31 He put before them another parable: ‘The kingdom of heaven is like a mustard seed that someone took and sowed in his field; 32it is the smallest of all the seeds, but when it has grown it is the greatest of shrubs and becomes a tree, so that the birds of the air come and make nests in its branches.’
33 He told them another parable: ‘The kingdom of heaven is like yeast that a woman took and mixed in with three measures of flour until all of it was leavened.’
Matthew 13:31-33 (NRSV)
Unprecedented temperatures in the US and Europe and extraordinary flooding in Asia and South America dominate recent headlines. It wouldn’t be an exaggeration to suggest that the climate emergency induced by global warming is shaping these and other exceptional weather patterns. And yet, the United Kingdom government went back on its pledge to contribute 11.6 billion pounds to the climate nature fund, the US failed to increase its contribution despite being the highest emitter of greenhouse gas, and Shell has ramped up oil production instead of cutting it. Climate catastrophe is not something that is going to unfold in the future. It is happening right now, and excessive greenhouse gas might make life impossible on this beautiful planet in just a few decades. As one news commentator put it, “If the disasters we’re seeing this month aren’t enough to shake us out of that torpor, then the chances of our persevering for another hundred and twenty-five thousand years seem remote.” This is a stark call for the world to shake off its ‘business as usual’ slumber and act. The whole creation is indeed in bondage and groaning in pain (Romans 8:22).

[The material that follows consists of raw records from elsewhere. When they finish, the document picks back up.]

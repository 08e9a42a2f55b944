//! Integration tests for snapshot submission
//!
//! Verifies the request body sent to `POST /snapshot` and how each kind of
//! response is turned into an action plan or an error.

use dirsync_core::domain::{ClientId, NormalizedPath, SyncAction};
use dirsync_core::ports::ISyncServer;
use tempfile::TempDir;
use wiremock::{
    matchers::{body_partial_json, header, method, path},
    Mock, ResponseTemplate,
};

use crate::common;

fn client_id() -> ClientId {
    ClientId::new("laptop-01").unwrap()
}

#[tokio::test]
async fn test_submit_sends_client_id_and_final_snapshot() {
    let root = TempDir::new().unwrap();
    let (server, client) = common::setup_server_mock(root.path()).await;

    Mock::given(method("POST"))
        .and(path("/snapshot"))
        .and(header("content-type", "application/json"))
        .and(body_partial_json(serde_json::json!({
            "client_id": "laptop-01",
            "final_snapshot": {
                "files": {
                    "docs": {"path": "docs", "status": "present", "is_directory": true},
                    "docs/a.txt": {"status": "present", "size": 3, "content_hash": "ba7816bf"},
                    "old.txt": {"status": "deleted"}
                }
            }
        })))
        .respond_with(ResponseTemplate::new(200).set_body_json(serde_json::json!({
            "sync_action_metadata": null
        })))
        .expect(1)
        .mount(&server)
        .await;

    let plan = client
        .submit_snapshot(&client_id(), &common::sample_snapshot())
        .await
        .expect("submit failed");
    assert!(plan.is_none());
}

#[tokio::test]
async fn test_submit_parses_action_plan() {
    let root = TempDir::new().unwrap();
    let (server, client) = common::setup_server_mock(root.path()).await;

    common::mount_snapshot_response(
        &server,
        serde_json::json!({
            "sync_action_metadata": {
                "files": {
                    "docs/a.txt": {"action": "upload"},
                    "remote.bin": {"action": "download"},
                    "photos": {"action": "mkdir"},
                    "odd": {"action": "symlink"}
                }
            }
        }),
    )
    .await;

    let plan = client
        .submit_snapshot(&client_id(), &common::sample_snapshot())
        .await
        .unwrap()
        .expect("plan expected");

    assert_eq!(plan.len(), 4);
    let action = |p: &str| plan.get(&NormalizedPath::new(p).unwrap()).unwrap().action.clone();
    assert_eq!(action("docs/a.txt"), SyncAction::Upload);
    assert_eq!(action("remote.bin"), SyncAction::Download);
    assert_eq!(action("photos"), SyncAction::Mkdir);
    assert_eq!(action("odd"), SyncAction::Unknown("symlink".to_string()));
}

#[tokio::test]
async fn test_submit_missing_plan_field_is_no_action() {
    let root = TempDir::new().unwrap();
    let (server, client) = common::setup_server_mock(root.path()).await;
    common::mount_snapshot_response(&server, serde_json::json!({})).await;

    let plan = client
        .submit_snapshot(&client_id(), &common::sample_snapshot())
        .await
        .unwrap();
    assert!(plan.is_none());
}

#[tokio::test]
async fn test_submit_undecodable_body_is_an_error() {
    let root = TempDir::new().unwrap();
    let (server, client) = common::setup_server_mock(root.path()).await;

    Mock::given(method("POST"))
        .and(path("/snapshot"))
        .respond_with(ResponseTemplate::new(200).set_body_string("<html>oops</html>"))
        .mount(&server)
        .await;

    let err = client
        .submit_snapshot(&client_id(), &common::sample_snapshot())
        .await
        .unwrap_err();
    assert!(format!("{err:#}").contains("Failed to parse snapshot response"));
}

#[tokio::test]
async fn test_submit_rejects_plan_with_absolute_path() {
    let root = TempDir::new().unwrap();
    let (server, client) = common::setup_server_mock(root.path()).await;
    common::mount_snapshot_response(
        &server,
        serde_json::json!({
            "sync_action_metadata": {"files": {"/etc/passwd": {"action": "download"}}}
        }),
    )
    .await;

    let result = client
        .submit_snapshot(&client_id(), &common::sample_snapshot())
        .await;
    assert!(result.is_err());
}

#[tokio::test]
async fn test_submit_server_error_is_an_error() {
    let root = TempDir::new().unwrap();
    let (server, client) = common::setup_server_mock(root.path()).await;

    Mock::given(method("POST"))
        .and(path("/snapshot"))
        .respond_with(ResponseTemplate::new(500).set_body_string("database unavailable"))
        .mount(&server)
        .await;

    let err = client
        .submit_snapshot(&client_id(), &common::sample_snapshot())
        .await
        .unwrap_err();
    let msg = format!("{err:#}");
    assert!(msg.contains("500"), "unexpected error: {msg}");
    assert!(msg.contains("database unavailable"), "unexpected error: {msg}");
}

#[tokio::test]
async fn test_submit_connection_refused_is_an_error() {
    let root = TempDir::new().unwrap();
    let (server, client) = common::setup_server_mock(root.path()).await;
    drop(server);

    let result = client
        .submit_snapshot(&client_id(), &common::sample_snapshot())
        .await;
    assert!(result.is_err());
}
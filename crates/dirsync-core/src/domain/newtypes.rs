//! Domain newtypes with validation
//!
//! This module provides strongly-typed wrappers for domain identifiers and values.
//! Each newtype ensures data validity at construction time.

use std::collections::BTreeMap;
use std::fmt::{self, Display, Formatter};
use std::marker::PhantomData;
use std::path::{Component, Path, PathBuf};
use std::str::FromStr;

use serde::de::{self, MapAccess, Visitor};
use serde::{Deserialize, Deserializer, Serialize};

use super::errors::DomainError;

// ============================================================================
// ClientId
// ============================================================================

/// Stable identifier of a sync client
///
/// Sent with every snapshot submission and upload so the server can attribute
/// changes. Must be non-empty and free of whitespace.
#[derive(Debug, Clone, PartialEq, Eq, Hash, Serialize, Deserialize)]
#[serde(try_from = "String", into = "String")]
pub struct ClientId(String);

impl ClientId {
    /// Create a new ClientId
    ///
    /// # Errors
    /// Returns `DomainError::InvalidClientId` if the id is empty, contains
    /// whitespace or a path separator, or is `.`/`..`
    pub fn new(id: impl Into<String>) -> Result<Self, DomainError> {
        let id = id.into();
        if id.is_empty() {
            return Err(DomainError::InvalidClientId(
                "client ID cannot be empty".to_string(),
            ));
        }
        if id.chars().any(char::is_whitespace) {
            return Err(DomainError::InvalidClientId(format!(
                "client ID cannot contain whitespace: {id:?}"
            )));
        }
        // The id names the per-client state directory.
        if id.contains(['/', '\\']) || id == "." || id == ".." {
            return Err(DomainError::InvalidClientId(format!(
                "client ID must be usable as a directory name: {id:?}"
            )));
        }
        Ok(Self(id))
    }

    /// Get the inner string value
    #[must_use]
    pub fn as_str(&self) -> &str {
        &self.0
    }
}

impl Display for ClientId {
    fn fmt(&self, f: &mut Formatter<'_>) -> fmt::Result {
        write!(f, "{}", self.0)
    }
}

impl FromStr for ClientId {
    type Err = DomainError;

    fn from_str(s: &str) -> Result<Self, Self::Err> {
        Self::new(s)
    }
}

impl TryFrom<String> for ClientId {
    type Error = DomainError;

    fn try_from(value: String) -> Result<Self, Self::Error> {
        Self::new(value)
    }
}

impl From<ClientId> for String {
    fn from(id: ClientId) -> Self {
        id.0
    }
}

// ============================================================================
// NormalizedPath
// ============================================================================

/// A root-relative, slash-separated path
///
/// This is the wire and storage form of a path: it is used as the key of
/// snapshots and action plans. NormalizedPath ensures the path is:
/// - Relative (never starts with `/`)
/// - Free of empty, `.` and `..` segments
/// - Non-empty
///
/// Two inputs that differ only in redundant separators or `.` segments
/// normalize to the same value, so they collide as map keys.
#[derive(Debug, Clone, PartialEq, Eq, PartialOrd, Ord, Hash, Serialize, Deserialize)]
#[serde(try_from = "String", into = "String")]
pub struct NormalizedPath(String);

impl NormalizedPath {
    /// Create a NormalizedPath from its textual form
    ///
    /// # Errors
    /// Returns `DomainError::InvalidPath` if the path is absolute, empty,
    /// or tries to escape the root via `..`
    pub fn new(path: impl AsRef<str>) -> Result<Self, DomainError> {
        let raw = path.as_ref();

        if raw.starts_with('/') {
            return Err(DomainError::InvalidPath(format!(
                "Path must be relative to the sync root: {raw}"
            )));
        }

        let mut segments = Vec::new();
        for segment in raw.split('/') {
            match segment {
                "" | "." => {}
                ".." => {
                    return Err(DomainError::InvalidPath(format!(
                        "Path escapes root via ..: {raw}"
                    )));
                }
                s => segments.push(s),
            }
        }

        if segments.is_empty() {
            return Err(DomainError::InvalidPath(format!(
                "Path has no components: {raw:?}"
            )));
        }

        Ok(Self(segments.join("/")))
    }

    /// Build a NormalizedPath from a local absolute path under `root`
    ///
    /// # Errors
    /// Returns `DomainError::PathNotInSyncRoot` if `local` is not under `root`,
    /// and `DomainError::InvalidPath` for non-UTF-8 or non-normal components
    pub fn from_local(root: &Path, local: &Path) -> Result<Self, DomainError> {
        let relative = local.strip_prefix(root).map_err(|_| {
            DomainError::PathNotInSyncRoot(format!(
                "{} is not within {}",
                local.display(),
                root.display()
            ))
        })?;

        let mut segments = Vec::new();
        for component in relative.components() {
            match component {
                Component::Normal(c) => {
                    let s = c.to_str().ok_or_else(|| {
                        DomainError::InvalidPath(format!(
                            "Path is not valid UTF-8: {}",
                            local.display()
                        ))
                    })?;
                    segments.push(s);
                }
                Component::CurDir => {}
                _ => {
                    return Err(DomainError::InvalidPath(format!(
                        "Unexpected component in {}",
                        local.display()
                    )));
                }
            }
        }

        Self::new(segments.join("/"))
    }

    /// Resolve this path to a local absolute path under `root`
    #[must_use]
    pub fn to_local(&self, root: &Path) -> PathBuf {
        self.segments().fold(root.to_path_buf(), |acc, s| acc.join(s))
    }

    /// Get the inner string value
    #[must_use]
    pub fn as_str(&self) -> &str {
        &self.0
    }

    /// Iterate over the slash-separated segments
    pub fn segments(&self) -> impl Iterator<Item = &str> {
        self.0.split('/')
    }

    /// The last segment (file or directory name)
    #[must_use]
    pub fn file_name(&self) -> &str {
        self.0.rsplit('/').next().unwrap_or(&self.0)
    }

    /// The parent path, or None for top-level entries
    #[must_use]
    pub fn parent(&self) -> Option<Self> {
        self.0
            .rsplit_once('/')
            .map(|(parent, _)| Self(parent.to_string()))
    }
}

impl Display for NormalizedPath {
    fn fmt(&self, f: &mut Formatter<'_>) -> fmt::Result {
        write!(f, "{}", self.0)
    }
}

impl FromStr for NormalizedPath {
    type Err = DomainError;

    fn from_str(s: &str) -> Result<Self, Self::Err> {
        Self::new(s)
    }
}

impl TryFrom<String> for NormalizedPath {
    type Error = DomainError;

    fn try_from(value: String) -> Result<Self, Self::Error> {
        Self::new(value)
    }
}

impl From<NormalizedPath> for String {
    fn from(path: NormalizedPath) -> Self {
        path.0
    }
}

impl AsRef<str> for NormalizedPath {
    fn as_ref(&self) -> &str {
        &self.0
    }
}

// ============================================================================
// Path-keyed maps
// ============================================================================

/// Deserializes a `{"<path>": V}` map, normalizing every key
///
/// Two keys that normalize to the same path (`a.txt` and `./a.txt`) are an
/// error rather than a silent overwrite.
pub(crate) fn deserialize_path_map<'de, D, V>(
    deserializer: D,
) -> Result<BTreeMap<NormalizedPath, V>, D::Error>
where
    D: Deserializer<'de>,
    V: Deserialize<'de>,
{
    struct PathMapVisitor<V>(PhantomData<V>);

    impl<'de, V: Deserialize<'de>> Visitor<'de> for PathMapVisitor<V> {
        type Value = BTreeMap<NormalizedPath, V>;

        fn expecting(&self, f: &mut Formatter<'_>) -> fmt::Result {
            f.write_str("a map keyed by relative path")
        }

        fn visit_map<A: MapAccess<'de>>(self, mut access: A) -> Result<Self::Value, A::Error> {
            let mut map = BTreeMap::new();
            while let Some((raw, value)) = access.next_entry::<String, V>()? {
                let path = NormalizedPath::new(&raw).map_err(de::Error::custom)?;
                if map.contains_key(&path) {
                    return Err(de::Error::custom(DomainError::DuplicatePath(format!(
                        "{raw} (normalizes to {path})"
                    ))));
                }
                map.insert(path, value);
            }
            Ok(map)
        }
    }

    deserializer.deserialize_map(PathMapVisitor(PhantomData))
}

Faith communities across the globe have a huge stake in responding to this willful destruction of the planet earth and all its inhabitants. Particularly in Christianity, care for the creation assumes importance because we share in a common identity with the creation through God as the source of all creation. Responding to the climate emergency is a theological and ethical imperative. Further, from a post-colonial perspective there is an acute awareness that much of the current climate emergency could be traced back to the colonial epistemological frameworks that dominated socio, political, theological, and economic life for centuries, which needs to be decolonized for a change of direction. Decolonizing such theological perspectives on creation is a spiritual and political vocation.

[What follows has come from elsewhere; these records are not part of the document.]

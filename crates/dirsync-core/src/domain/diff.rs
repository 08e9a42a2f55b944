//! Diff engine
//!
//! Merges the last persisted snapshot with the freshly observed one into the
//! snapshot that is submitted to the server. Deletions are expressed as
//! tombstones so the server can propagate them explicitly.

use super::snapshot::DirectorySnapshot;

/// Merges `last` and `current` into the snapshot to submit
///
/// - every path in `last` that is missing from `current` becomes a tombstone
///   carrying `last`'s metadata;
/// - every path in `current` is copied verbatim, so a path that was deleted
///   and recreated within one cycle is reported as present.
///
/// The result's path set is the union of both inputs. The function is pure
/// and its output does not depend on iteration order.
pub fn reconcile(last: &DirectorySnapshot, current: &DirectorySnapshot) -> DirectorySnapshot {
    let mut merged = DirectorySnapshot::new();

    for (path, record) in last {
        if !current.contains(path) {
            merged.insert(record.clone().into_tombstone());
        }
    }

    for (_, record) in current {
        merged.insert(record.clone());
    }

    merged
}
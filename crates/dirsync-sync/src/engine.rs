//! Snapshot synchronization engine
//!
//! The [`SyncEngine`] runs one sync cycle as a pipeline of named stages:
//!
//! 1. **Bootstrap**: declare and purge the client's notification queue
//! 2. **Load**: read the persisted baseline and scan the sync root
//! 3. **Diff**: merge both into the snapshot to submit (tombstones for deletions)
//! 4. **Submit**: send the snapshot, receive the server's action plan
//! 5. **Execute**: apply the plan, then refresh the baseline
//!
//! Stages 1, 2 (scan) and 4 abort the cycle; nothing has been written to the
//! baseline at that point, so the next run retries from the same state.
//! Failures inside stage 5 are per directive and never abort.

use std::sync::Arc;

use dirsync_core::domain::{reconcile, DirectorySnapshot, SyncActionPlan, SyncContext};
use dirsync_core::ports::{
    IFileTransfer, ILocalFileSystem, IMessageQueue, ISnapshotStore, ISyncServer,
};
use serde::Serialize;
use tracing::{info, warn};

use crate::bootstrap::QueueBootstrap;
use crate::executor::{ActionExecutor, DirectiveOutcome, DirectiveReport, ExecutionReport};
use crate::SyncError;

// ============================================================================
// SyncResult
// ============================================================================

/// Summary of a completed synchronization cycle
#[derive(Debug, Clone, Default, Serialize)]
pub struct SyncResult {
    /// Stale notifications discarded during bootstrap
    pub purged_messages: u64,
    /// No baseline was available, the current scan was submitted as-is
    pub first_run: bool,
    /// Entries in the submitted snapshot, tombstones included
    pub submitted_entries: usize,
    /// Deletions reported to the server
    pub tombstones: usize,
    /// Directives in the server's plan
    pub planned_actions: usize,
    pub files_uploaded: u32,
    pub files_downloaded: u32,
    pub directories_created: u32,
    pub unknown_actions: u32,
    pub failed_actions: u32,
    /// Per-directive outcomes
    pub directives: Vec<DirectiveReport>,
    /// Errors encountered during the sync (non-fatal)
    pub errors: Vec<String>,
    /// Whether the baseline was replaced by a fresh capture
    pub snapshot_refreshed: bool,
    /// Wall-clock duration of the sync in milliseconds
    pub duration_ms: u64,
}

impl SyncResult {
    fn record_execution(&mut self, report: ExecutionReport) {
        self.files_uploaded = report.count(|o| matches!(o, DirectiveOutcome::Uploaded { .. }));
        self.files_downloaded = report.count(|o| matches!(o, DirectiveOutcome::Downloaded));
        self.directories_created =
            report.count(|o| matches!(o, DirectiveOutcome::DirectoryCreated));
        self.unknown_actions = report.count(|o| matches!(o, DirectiveOutcome::Skipped));
        self.failed_actions = report.count(DirectiveOutcome::is_failure);

        self.errors.extend(report.directives.iter().filter_map(|d| match &d.outcome {
            DirectiveOutcome::Failed { error } => Some(format!("{} {}: {error}", d.action, d.path)),
            _ => None,
        }));
        if let Some(err) = &report.refresh_error {
            self.errors.push(format!("baseline refresh: {err}"));
        }

        self.snapshot_refreshed = report.snapshot_refreshed();
        self.directives = report.directives;
    }
}

/// The snapshot a cycle would submit
#[derive(Debug, Clone, Serialize)]
pub struct PreparedSnapshot {
    /// True when no baseline existed (or it was unreadable)
    pub first_run: bool,
    pub snapshot: DirectorySnapshot,
}

// ============================================================================
// SyncEngine
// ============================================================================

/// Sync cycle orchestrator
///
/// ## Dependencies
///
/// - `message_queue`: notification queue bootstrap
/// - `snapshot_store`: baseline and current metadata
/// - `sync_server`: snapshot submission
/// - `file_transfer` / `local_filesystem`: directive execution
pub struct SyncEngine {
    context: SyncContext,
    bootstrap: QueueBootstrap,
    snapshot_store: Arc<dyn ISnapshotStore + Send + Sync>,
    sync_server: Arc<dyn ISyncServer + Send + Sync>,
    executor: ActionExecutor,
}

impl SyncEngine {
    /// Creates a new `SyncEngine` with the given dependencies
    ///
    /// # Arguments
    /// * `context` - Client identity, sync root and queue name
    /// * `max_concurrent_actions` - Directives applied at once
    pub fn new(
        context: SyncContext,
        message_queue: Arc<dyn IMessageQueue + Send + Sync>,
        snapshot_store: Arc<dyn ISnapshotStore + Send + Sync>,
        sync_server: Arc<dyn ISyncServer + Send + Sync>,
        file_transfer: Arc<dyn IFileTransfer + Send + Sync>,
        local_filesystem: Arc<dyn ILocalFileSystem + Send + Sync>,
        max_concurrent_actions: usize,
    ) -> Self {
        let executor = ActionExecutor::new(
            context.clone(),
            file_transfer,
            local_filesystem,
            snapshot_store.clone(),
            max_concurrent_actions,
        );
        Self {
            context,
            bootstrap: QueueBootstrap::new(message_queue),
            snapshot_store,
            sync_server,
            executor,
        }
    }

    pub fn context(&self) -> &SyncContext {
        &self.context
    }

    /// Runs one full sync cycle
    ///
    /// # Returns
    /// A [`SyncResult`] summarizing the sync cycle
    ///
    /// # Errors
    /// Returns the [`SyncError`] of the stage that aborted the cycle
    #[tracing::instrument(skip(self), fields(client_id = %self.context.client_id()))]
    pub async fn sync(&self) -> Result<SyncResult, SyncError> {
        let start = std::time::Instant::now();
        let mut result = SyncResult::default();

        info!(sync_root = %self.context.sync_root().display(), "Starting sync cycle");

        // Stage 1: bootstrap
        result.purged_messages = self.bootstrap.prepare(self.context.queue_name()).await?;

        // Stages 2 and 3: load + diff
        let prepared = self.plan_snapshot().await?;
        result.first_run = prepared.first_run;
        result.submitted_entries = prepared.snapshot.len();
        result.tombstones = prepared.snapshot.tombstone_count();

        // Stage 4: submit
        let plan = self.submit(&prepared.snapshot).await?;
        result.planned_actions = plan.len();

        // Stage 5: execute
        let report = self.executor.apply(&plan).await;
        result.record_execution(report);

        result.duration_ms = start.elapsed().as_millis() as u64;
        info!(
            uploaded = result.files_uploaded,
            downloaded = result.files_downloaded,
            directories = result.directories_created,
            failed = result.failed_actions,
            duration_ms = result.duration_ms,
            "Sync cycle complete"
        );
        Ok(result)
    }

    /// Loads the baseline and the current scan and merges them
    ///
    /// Touches neither the queue, the server nor the baseline, so it doubles
    /// as a dry run.
    ///
    /// # Errors
    /// Returns [`SyncError::LocalMetadata`] if the sync root cannot be scanned
    #[tracing::instrument(skip(self))]
    pub async fn plan_snapshot(&self) -> Result<PreparedSnapshot, SyncError> {
        let last = match self.snapshot_store.last_snapshot().await {
            Ok(last) => last,
            Err(e) => {
                warn!(error = %format!("{e:#}"), "Baseline unreadable, proceeding as first run");
                None
            }
        };

        let current = self
            .snapshot_store
            .local_metadata()
            .await
            .map_err(SyncError::LocalMetadata)?;

        Ok(match last {
            Some(last) => {
                let snapshot = reconcile(&last, &current);
                info!(
                    entries = snapshot.len(),
                    tombstones = snapshot.tombstone_count(),
                    "Snapshot merged with baseline"
                );
                PreparedSnapshot {
                    first_run: false,
                    snapshot,
                }
            }
            None => {
                info!(entries = current.len(), "No baseline, submitting current scan");
                PreparedSnapshot {
                    first_run: true,
                    snapshot: current,
                }
            }
        })
    }

    async fn submit(&self, snapshot: &DirectorySnapshot) -> Result<SyncActionPlan, SyncError> {
        let plan = self
            .sync_server
            .submit_snapshot(self.context.client_id(), snapshot)
            .await
            .map_err(SyncError::Submit)?;

        match plan {
            Some(plan) => {
                info!(directives = plan.len(), "Received action plan");
                Ok(plan)
            }
            None => {
                info!("Server reports nothing to do");
                Ok(SyncActionPlan::new())
            }
        }
    }
}

// ============================================================================
// Tests
// ============================================================================
//! DirSync API - HTTP adapters for the sync server and the message broker
//!
//! Provides async clients for:
//! - Snapshot submission and action plan retrieval
//! - Per-file upload (multipart) and download
//! - Queue declaration and purge via the RabbitMQ management API
//!
//! ## Modules
//!
//! - [`client`] - Sync server HTTP client (`ISyncServer`, `IFileTransfer`)
//! - [`queue`] - RabbitMQ management API client (`IMessageQueue`)

pub mod client;
pub mod queue;

use reqwest::{Response, StatusCode};
use thiserror::Error;

/// Errors that can occur when talking to the sync server or the broker
#[derive(Debug, Error)]
pub enum ApiError {
    /// Credentials were rejected
    #[error("Unauthorized: {0}")]
    Unauthorized(String),

    /// The requested resource does not exist
    #[error("Not found: {0}")]
    NotFound(String),

    /// The request conflicts with existing state (e.g. queue declared with
    /// different properties)
    #[error("Conflict: {0}")]
    Conflict(String),

    /// A server-side error occurred (5xx)
    #[error("Server error: {0}")]
    ServerError(String),

    /// Any other non-success status
    #[error("Unexpected status {status}: {message}")]
    UnexpectedStatus { status: u16, message: String },

    /// A network-level error occurred
    #[error("Network error: {0}")]
    NetworkError(#[from] reqwest::Error),

    /// The response could not be parsed or was malformed
    #[error("Invalid response: {0}")]
    InvalidResponse(String),

    /// A configured address is not a usable URL
    #[error("Invalid address: {0}")]
    InvalidAddress(String),
}

impl ApiError {
    /// Classifies a non-success status
    pub fn from_status(status: StatusCode, message: impl Into<String>) -> Self {
        let message = message.into();
        match status {
            StatusCode::UNAUTHORIZED | StatusCode::FORBIDDEN => Self::Unauthorized(message),
            StatusCode::NOT_FOUND => Self::NotFound(message),
            StatusCode::CONFLICT | StatusCode::BAD_REQUEST => Self::Conflict(message),
            s if s.is_server_error() => Self::ServerError(message),
            s => Self::UnexpectedStatus {
                status: s.as_u16(),
                message,
            },
        }
    }
}

/// Passes a successful response through, turns anything else into an
/// [`ApiError`] carrying the response body
pub(crate) async fn ensure_success(response: Response, what: &str) -> Result<Response, ApiError> {
    let status = response.status();
    if status.is_success() {
        return Ok(response);
    }
    let body = response.text().await.unwrap_or_default();
    let message = if body.trim().is_empty() {
        format!("{what} returned {status}")
    } else {
        format!("{what} returned {status}: {}", body.trim())
    };
    Err(ApiError::from_status(status, message))
}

Reading Jesus’ teaching on the nature of the kingdom of God in the context of the climate catastrophe offers a counter-cultural perspective. In this series of parables in Matthew, Jesus compares his theological alternatives to a mustard seed, a bit of leaven in dough, a hidden treasure, a pearl of great value and a net catching fish. Jesus uses the parables as a window to open up the imagination of his audience, so that they can look beyond their immediate colonized social and political life. Jesus effortlessly employs metaphors from agricultural, domestic, and fishing experiences. Even though at first glance these metaphors may seem mismatched, the message is simple: the kingdom of God initially may appear to be inconsequential, but its transformational impact always comes through. Matthew is suggesting that the world is a mixed bag of good and evil, but through a provocative lens Matthew engages and challenges us to consider what God’s kingdom is like.
In this post I would like to focus on the mustard seed and the leaven. It is also important that we not misunderstand the word basileia as an earthly kingdom. Rather, it points to the realm of God as opposed to the rule of human beings. Nonetheless, it is a politically subversive and counter-cultural model proposed by Jesus in the context of a colonized Judea.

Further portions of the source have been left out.